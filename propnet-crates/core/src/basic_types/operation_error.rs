use thiserror::Error;

use super::Value;
#[cfg(doc)]
use crate::generic_operators::GenericOperator;

/// The result of applying an operation of a [`GenericOperator`].
pub type OperationResult = Result<Value, OperationError>;

/// Errors which an operation of a [`GenericOperator`] can report.
#[derive(Error, Debug, Clone, PartialEq, Eq)]
pub enum OperationError {
    /// The arguments carry irreconcilable information; reported by `merge` operations.
    #[error("the arguments contradict each other")]
    Contradiction,
    /// The operator was called with a number of arguments other than its arity.
    #[error("operator '{operator}' expects {expected} arguments, but received {received}")]
    ArityMismatch {
        operator: String,
        expected: usize,
        received: usize,
    },
    /// No operation of the operator is applicable to the arguments.
    #[error("operator '{operator}' is not applicable to {arguments:?}")]
    Unsupported {
        operator: String,
        arguments: Vec<Value>,
    },
    #[error("division by zero")]
    DivisionByZero,
}
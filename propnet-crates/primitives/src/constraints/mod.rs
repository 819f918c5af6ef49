//! Constraints are relations between cells which hold in every direction. Each constraint is a
//! collection of primitive propagators, one for every cell that can be derived from the others.
mod arithmetic;
mod temperature;

pub use arithmetic::*;
pub use temperature::*;
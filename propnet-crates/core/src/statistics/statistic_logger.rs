use std::fmt::Display;

use itertools::Itertools;

use super::statistic_logging::log_statistic;

/// Responsible for logging the statistics with the provided prefix, e.g. `network_num_runs`.
#[derive(Debug, Default, Clone)]
pub struct StatisticLogger {
    /// The prefix which will be attached to the statistic name
    name_prefix: String,
}

impl StatisticLogger {
    pub fn new<Input: IntoIterator<Item = impl Display>>(name_prefix: Input) -> Self {
        Self {
            name_prefix: name_prefix.into_iter().join("_"),
        }
    }

    /// Attaches the provided `addition_to_prefix` to the stored internal prefix and returns a new
    /// [`StatisticLogger`] with these two prefixes.
    pub fn attach_to_prefix(&self, addition_to_prefix: impl Display) -> Self {
        Self {
            name_prefix: format!("{}_{}", self.name_prefix, addition_to_prefix),
        }
    }

    pub fn log_statistic(&self, value: impl Display) {
        log_statistic(&self.name_prefix, value);
    }
}

#[cfg(test)]
mod tests {
    use super::StatisticLogger;

    #[test]
    fn prefixes_are_joined_with_underscores() {
        let logger = StatisticLogger::new(["network", "main"]).attach_to_prefix("num_runs");

        assert_eq!(logger.name_prefix, "network_main_num_runs");
    }
}
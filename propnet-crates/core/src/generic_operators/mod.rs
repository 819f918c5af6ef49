//! Generic operators are named, fixed-arity functions whose behaviour is selected when they are
//! called.
//!
//! Every [`GenericOperator`] has a default operation and an ordered list of assigned operations,
//! each guarded by one [`Predicate`] per argument. A call runs the first assigned operation whose
//! predicates all accept their argument, and the default operation if none does. Operations are
//! tried in the order in which they were assigned, so an operation assigned earlier takes
//! precedence over a later one when both apply.
//!
//! The [`OperatorRegistry`] stores operators by name. The network looks up its `merge` operator
//! there, which is what makes the merging of cell content open to extension:
//! ```rust
//! # use propnet_core::generic_operators::predicates::is_number;
//! # use propnet_core::generic_operators::OperatorRegistry;
//! # use propnet_core::Value;
//! let mut registry = OperatorRegistry::default();
//! registry
//!     .make_generic_operator(2, "concat", |arguments: &[Value]| {
//!         match (arguments[0].as_text(), arguments[1].as_text()) {
//!             (Some(lhs), Some(rhs)) => Ok(Value::from(format!("{lhs}{rhs}"))),
//!             _ => Ok(Value::from("?")),
//!         }
//!     })
//!     .expect("arity is positive");
//!
//! let concat = registry.operator("concat").expect("concat exists");
//! let greeting = concat.call(&[Value::from("hello "), Value::from("world")]);
//! assert_eq!(greeting, Ok(Value::from("hello world")));
//!
//! registry
//!     .assign_operation(
//!         "concat",
//!         |arguments: &[Value]| Ok(Value::from(format!("{}{}", arguments[0], arguments[1]))),
//!         &[is_number, is_number],
//!     )
//!     .expect("concat exists and has arity 2");
//!
//! let concat = registry.operator("concat").expect("concat exists");
//! assert_eq!(concat.call(&[Value::from(1), Value::from(2)]), Ok(Value::from("12")));
//! ```
mod generic_operator;
pub mod predicates;
mod registry;

pub use generic_operator::*;
pub use registry::*;
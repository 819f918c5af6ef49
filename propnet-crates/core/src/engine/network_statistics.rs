use crate::create_statistics_struct;

create_statistics_struct!(
    /// Counters which are maintained while a [`Network`](crate::Network) propagates.
    NetworkStatistics {
        /// The number of times the scheduler was run
        num_runs: u64,
        /// The number of times a propagator was executed
        num_propagator_executions: u64,
        /// The number of times the content of a cell changed
        num_content_changes: u64,
        /// The number of times content was added to a cell without adding information
        num_redundant_contents: u64,
        /// The number of contradictions which were detected
        num_contradictions: u64,
});
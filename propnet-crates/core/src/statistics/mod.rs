//! Contains structures related to the statistic logging of the [`Network`].
pub(crate) mod statistic_logger;
pub(crate) mod statistic_logging;

use std::fmt::Display;

pub use statistic_logger::StatisticLogger;
pub use statistic_logging::configure_statistic_logging;
pub use statistic_logging::log_statistic;
pub use statistic_logging::log_statistic_postfix;
pub use statistic_logging::should_log_statistics;
pub use statistic_logging::StatisticOptions;

#[cfg(doc)]
use crate::Network;

/// A simple trait for defining a loggable statistic.
///
/// See [`create_statistics_struct!`] for creating a statistic struct automatically!
pub trait Statistic {
    /// Logs the [`Statistic`] using the provided [`StatisticLogger`].
    fn log(&self, statistic_logger: StatisticLogger);
}

impl<Value: Display> Statistic for Value {
    fn log(&self, statistic_logger: StatisticLogger) {
        statistic_logger.log_statistic(self);
    }
}

/// A macro for generating a struct for storing statistics.
///
/// # Example
/// ```rust
/// # use propnet_core::create_statistics_struct;
/// create_statistics_struct!(Statistics {
///     number_of_calls: usize
/// });
///
/// let statistics = Statistics::default();
///
/// assert_eq!(statistics.number_of_calls, 0);
/// ```
#[macro_export]
macro_rules! create_statistics_struct {
    ($(#[$struct_documentation:meta])* $name:ident { $($(#[$variable_documentation:meta])* $field:ident : $type:ident),+ $(,)? }) => {
        $(#[$struct_documentation])*
        #[derive(Default, Debug, Copy, Clone, PartialEq, Eq)]
        pub struct $name {
            $($(#[$variable_documentation])* pub $field: $type),+
        }

        impl $crate::statistics::Statistic for $name {
            fn log(&self, statistic_logger: $crate::statistics::StatisticLogger) {
                $($crate::statistics::Statistic::log(&self.$field, statistic_logger.attach_to_prefix(stringify!($field)));)+
            }
        }
    };
}
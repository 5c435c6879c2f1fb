//! Length-prefixed frame reader.
//!
//! Wire format for the single exchange:
//!
//! ```text
//! +----------------------+---------------------------+
//! | length: u32 LE (4 B) | payload (length bytes...) |
//! +----------------------+---------------------------+
//! ```
//!
//! The payload is drained in small fixed-size reads. A peer that sends more
//! than it declared is tolerated: whatever the last read brought in is kept.

use bytes::BytesMut;
use std::io::{ErrorKind, Read};
use tracing::{info, trace, warn};

use crate::error::{ReceiveError, Result};

/// Size of the length prefix.
pub const LENGTH_PREFIX_LEN: usize = 4;

/// Largest declared length accepted as-is (1 MiB).
pub const MAX_DECLARED_LEN: u32 = 1024 * 1024;

/// Length substituted when the declared length is over the limit.
pub const FALLBACK_LEN: u32 = 10;

/// Intermediate read size while draining the payload.
pub const READ_CHUNK: usize = 128;

/// One received buffer.
#[derive(Debug)]
pub struct Frame {
    /// Length after clamping.
    pub declared_length: u32,
    /// Whether the prefix was over the limit and replaced.
    pub clamped: bool,
    /// Everything read after the prefix.
    pub payload: BytesMut,
}

impl Frame {
    /// Bytes received beyond the declared length.
    pub fn overread(&self) -> usize {
        self.payload
            .len()
            .saturating_sub(self.declared_length as usize)
    }
}

/// Decode the little-endian length prefix.
pub fn decode_length(prefix: [u8; LENGTH_PREFIX_LEN]) -> u32 {
    u32::from_le_bytes(prefix)
}

/// Replace an oversized declared length with [`FALLBACK_LEN`].
pub fn clamp_length(declared: u32) -> u32 {
    if declared > MAX_DECLARED_LEN {
        FALLBACK_LEN
    } else {
        declared
    }
}

/// Read the length prefix and then the payload from `reader`.
///
/// Any read error, or the peer going away before the declared length has
/// arrived, fails the whole frame. Nothing read so far is returned.
pub fn read_frame<R: Read>(reader: &mut R) -> Result<Frame> {
    let prefix = read_prefix(reader)?;
    let raw = decode_length(prefix);
    let declared_length = clamp_length(raw);
    let clamped = declared_length != raw;
    if clamped {
        warn!(
            declared = raw,
            limit = MAX_DECLARED_LEN,
            fallback = FALLBACK_LEN,
            "Declared length over limit, using fallback"
        );
    }
    info!("ready for buffer of size {}", declared_length);

    let expected = declared_length as usize;
    let mut payload = BytesMut::with_capacity(expected);
    let mut chunk = [0u8; READ_CHUNK];

    while payload.len() < expected {
        let n = match reader.read(&mut chunk) {
            Ok(0) => {
                return Err(ReceiveError::ConnectionClosed {
                    received: payload.len(),
                    expected,
                })
            }
            Ok(n) => n,
            Err(e) if e.kind() == ErrorKind::Interrupted => continue,
            Err(e) => return Err(ReceiveError::Read(e)),
        };
        payload.extend_from_slice(&chunk[..n]);
        trace!(read = n, total = payload.len(), expected, "Payload chunk");
    }

    Ok(Frame {
        declared_length,
        clamped,
        payload,
    })
}

fn read_prefix<R: Read>(reader: &mut R) -> Result<[u8; LENGTH_PREFIX_LEN]> {
    let mut prefix = [0u8; LENGTH_PREFIX_LEN];
    let mut got = 0;

    while got < LENGTH_PREFIX_LEN {
        match reader.read(&mut prefix[got..]) {
            Ok(0) => return Err(ReceiveError::ShortPrefix { got }),
            Ok(n) => got += n,
            Err(e) if e.kind() == ErrorKind::Interrupted => continue,
            Err(e) => return Err(ReceiveError::Read(e)),
        }
    }

    Ok(prefix)
}
//! Configuration module for buffer-receiver.
//!
//! Supports both command-line arguments and TOML configuration file.
//! CLI arguments take precedence over config file values. The listening
//! port is fixed and not part of either.

use clap::Parser;
use serde::Deserialize;
use std::fmt;
use std::path::PathBuf;
use std::str::FromStr;

/// Port the receiver listens on.
pub const DEFAULT_PORT: u16 = 8520;

/// Command-line arguments for the receiver
#[derive(Parser, Debug)]
#[command(name = "buffer-receiver")]
#[command(author = "buffer-receiver authors")]
#[command(version = "0.1.0")]
#[command(about = "Receive one length-prefixed buffer over TCP and save it", long_about = None)]
pub struct CliArgs {
    /// Path to TOML configuration file
    #[arg(short, long)]
    pub config: Option<PathBuf>,

    /// The output format (either 'bin' or 'png')
    #[arg(short, long)]
    pub output: Option<String>,

    /// Directory the output file is written to
    #[arg(short = 'd', long)]
    pub output_dir: Option<PathBuf>,

    /// Log level (trace, debug, info, warn, error)
    #[arg(long, default_value = "info")]
    pub log_level: String,
}

/// TOML configuration file structure
#[derive(Debug, Deserialize, Default)]
pub struct TomlConfig {
    #[serde(default)]
    pub output: OutputConfig,
    #[serde(default)]
    pub logging: LoggingConfig,
}

/// Output-related configuration
#[derive(Debug, Deserialize)]
pub struct OutputConfig {
    /// Output format name
    #[serde(default = "default_format")]
    pub format: String,
    /// Output directory
    #[serde(default = "default_dir")]
    pub dir: PathBuf,
}

impl Default for OutputConfig {
    fn default() -> Self {
        Self {
            format: default_format(),
            dir: default_dir(),
        }
    }
}

/// Logging configuration
#[derive(Debug, Deserialize)]
pub struct LoggingConfig {
    /// Log level
    #[serde(default = "default_log_level")]
    pub level: String,
}

impl Default for LoggingConfig {
    fn default() -> Self {
        Self {
            level: default_log_level(),
        }
    }
}

fn default_format() -> String {
    "bin".to_string()
}

fn default_dir() -> PathBuf {
    PathBuf::from(".")
}

fn default_log_level() -> String {
    "info".to_string()
}

/// How the received buffer is persisted.
#[derive(Debug, Clone, Copy, PartialEq, Eq, Default)]
pub enum OutputFormat {
    /// Raw bytes, verbatim.
    #[default]
    Bin,
    /// 128x128 RGB565 decoded to a PNG.
    Png,
}

impl FromStr for OutputFormat {
    type Err = ConfigError;

    fn from_str(s: &str) -> Result<Self, Self::Err> {
        match s {
            "bin" => Ok(OutputFormat::Bin),
            "png" => Ok(OutputFormat::Png),
            other => Err(ConfigError::UnknownFormat(other.to_string())),
        }
    }
}

impl fmt::Display for OutputFormat {
    fn fmt(&self, f: &mut fmt::Formatter<'_>) -> fmt::Result {
        match self {
            OutputFormat::Bin => f.write_str("bin"),
            OutputFormat::Png => f.write_str("png"),
        }
    }
}

/// Final resolved configuration
#[derive(Debug, Clone)]
pub struct Config {
    pub port: u16,
    pub format: OutputFormat,
    pub output_dir: PathBuf,
    pub log_level: String,
}

impl Config {
    /// Load configuration from CLI args and optional TOML file.
    /// CLI arguments take precedence over TOML file values.
    pub fn load() -> Result<Self, ConfigError> {
        Self::from_args(CliArgs::parse())
    }

    /// Resolve already-parsed CLI args against the optional TOML file.
    pub fn from_args(cli: CliArgs) -> Result<Self, ConfigError> {
        let toml_config = if let Some(ref config_path) = cli.config {
            let contents = std::fs::read_to_string(config_path)
                .map_err(|e| ConfigError::FileRead(config_path.clone(), e))?;
            toml::from_str(&contents)
                .map_err(|e| ConfigError::TomlParse(config_path.clone(), e))?
        } else {
            TomlConfig::default()
        };

        let format = cli
            .output
            .as_deref()
            .unwrap_or(&toml_config.output.format)
            .parse::<OutputFormat>()?;

        Ok(Config {
            port: DEFAULT_PORT,
            format,
            output_dir: cli.output_dir.unwrap_or(toml_config.output.dir),
            log_level: if cli.log_level != "info" {
                cli.log_level
            } else {
                toml_config.logging.level
            },
        })
    }
}

/// Configuration loading errors
#[derive(Debug, thiserror::Error)]
pub enum ConfigError {
    #[error("Failed to read config file '{}': {}", .0.display(), .1)]
    FileRead(PathBuf, #[source] std::io::Error),
    #[error("Failed to parse config file '{}': {}", .0.display(), .1)]
    TomlParse(PathBuf, #[source] toml::de::Error),
    #[error("unknown output format '{0}' -- must be either 'bin' or 'png'")]
    UnknownFormat(String),
}
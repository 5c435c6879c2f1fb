//! Error types for the receive path.

use std::io;
use std::net::SocketAddr;
use std::path::PathBuf;
use thiserror::Error;

/// Every way a receive run can fail. All of them are fatal.
#[derive(Error, Debug)]
pub enum ReceiveError {
    #[error("failed to bind {addr}: {source}")]
    Bind { addr: SocketAddr, source: io::Error },

    #[error("failed to accept connection: {0}")]
    Accept(#[source] io::Error),

    #[error("got wrong number of bytes, expected 4 but got {got}")]
    ShortPrefix { got: usize },

    #[error("read failed: {0}")]
    Read(#[source] io::Error),

    #[error("connection closed after {received} of {expected} bytes")]
    ConnectionClosed { received: usize, expected: usize },

    #[error("buffer of {len} bytes is too short for a 128x128 image ({needed} bytes needed)")]
    ImageTooShort { len: usize, needed: usize },

    #[error("failed to write '{}': {source}", path.display())]
    Write { path: PathBuf, source: io::Error },

    #[error("failed to encode '{}': {source}", path.display())]
    Encode {
        path: PathBuf,
        source: image::ImageError,
    },
}

pub type Result<T> = std::result::Result<T, ReceiveError>;
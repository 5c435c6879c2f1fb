//! One-shot TCP receiver.
//!
//! Binds, accepts a single connection, drains one frame from it and writes
//! the result to disk. There is no loop: the listener and the connection
//! are closed when [`Receiver::receive_one`] returns, whatever the outcome.

use std::net::{SocketAddr, TcpListener};
use std::path::{Path, PathBuf};
use tracing::{debug, info, warn};

use crate::config::OutputFormat;
use crate::error::{ReceiveError, Result};
use crate::frame;
use crate::hexdump;
use crate::output;

/// Pending connections allowed on the listener.
const BACKLOG: i32 = 1;

/// Outcome of a successful run.
#[derive(Debug)]
pub struct Report {
    pub path: PathBuf,
    pub declared_length: u32,
    pub clamped: bool,
    pub received: usize,
}

/// Bound listener waiting for its one client.
pub struct Receiver {
    listener: TcpListener,
}

impl Receiver {
    /// Bind a blocking listener on `addr`.
    pub fn bind(addr: SocketAddr) -> Result<Self> {
        let listener =
            create_listener(addr).map_err(|source| ReceiveError::Bind { addr, source })?;
        Ok(Self { listener })
    }

    /// Address actually bound (useful when binding port 0).
    pub fn local_addr(&self) -> std::io::Result<SocketAddr> {
        self.listener.local_addr()
    }

    /// Serve exactly one connection and persist its buffer.
    pub fn receive_one(self, format: OutputFormat, dir: &Path) -> Result<Report> {
        let (mut stream, peer) = self.listener.accept().map_err(ReceiveError::Accept)?;
        info!(peer = %peer, "Accepted connection");

        stream.set_read_timeout(None).map_err(ReceiveError::Read)?;

        let frame = frame::read_frame(&mut stream)?;

        let overread = frame.overread();
        if overread > 0 {
            warn!("got {} more bytes than expected!", overread);
        }

        let payload = &frame.payload[..];
        echo_payload(payload);

        let path = output::persist(format, dir, payload)?;

        Ok(Report {
            path,
            declared_length: frame.declared_length,
            clamped: frame.clamped,
            received: payload.len(),
        })
    }
}

/// Hex dump small buffers to the log, skip large ones.
fn echo_payload(payload: &[u8]) {
    if !hexdump::should_dump(payload.len()) {
        debug!(bytes = payload.len(), "Buffer too large to dump");
        return;
    }
    for line in hexdump::dump(payload).lines() {
        info!("{line}");
    }
}

fn create_listener(addr: SocketAddr) -> std::io::Result<TcpListener> {
    let socket = socket2::Socket::new(
        match addr {
            SocketAddr::V4(_) => socket2::Domain::IPV4,
            SocketAddr::V6(_) => socket2::Domain::IPV6,
        },
        socket2::Type::STREAM,
        Some(socket2::Protocol::TCP),
    )?;

    socket.set_reuse_address(true)?;
    socket.set_nonblocking(false)?;
    socket.bind(&addr.into())?;
    socket.listen(BACKLOG)?;

    Ok(socket.into())
}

--*--

Aim of the task: Nothing beyond the line that contains "pub type OperationResult" belongs in the answer; reproduce the entries exactly from their first line through it.

Expected answer:
filename propnet-crates/core/src/basic_types/operation_error.rs
use thiserror::Error;

use super::Value;
#[cfg(doc)]
use crate::generic_operators::GenericOperator;

/// The result of applying an operation of a [`GenericOperator`].
pub type OperationResult = Result<Value, OperationError>;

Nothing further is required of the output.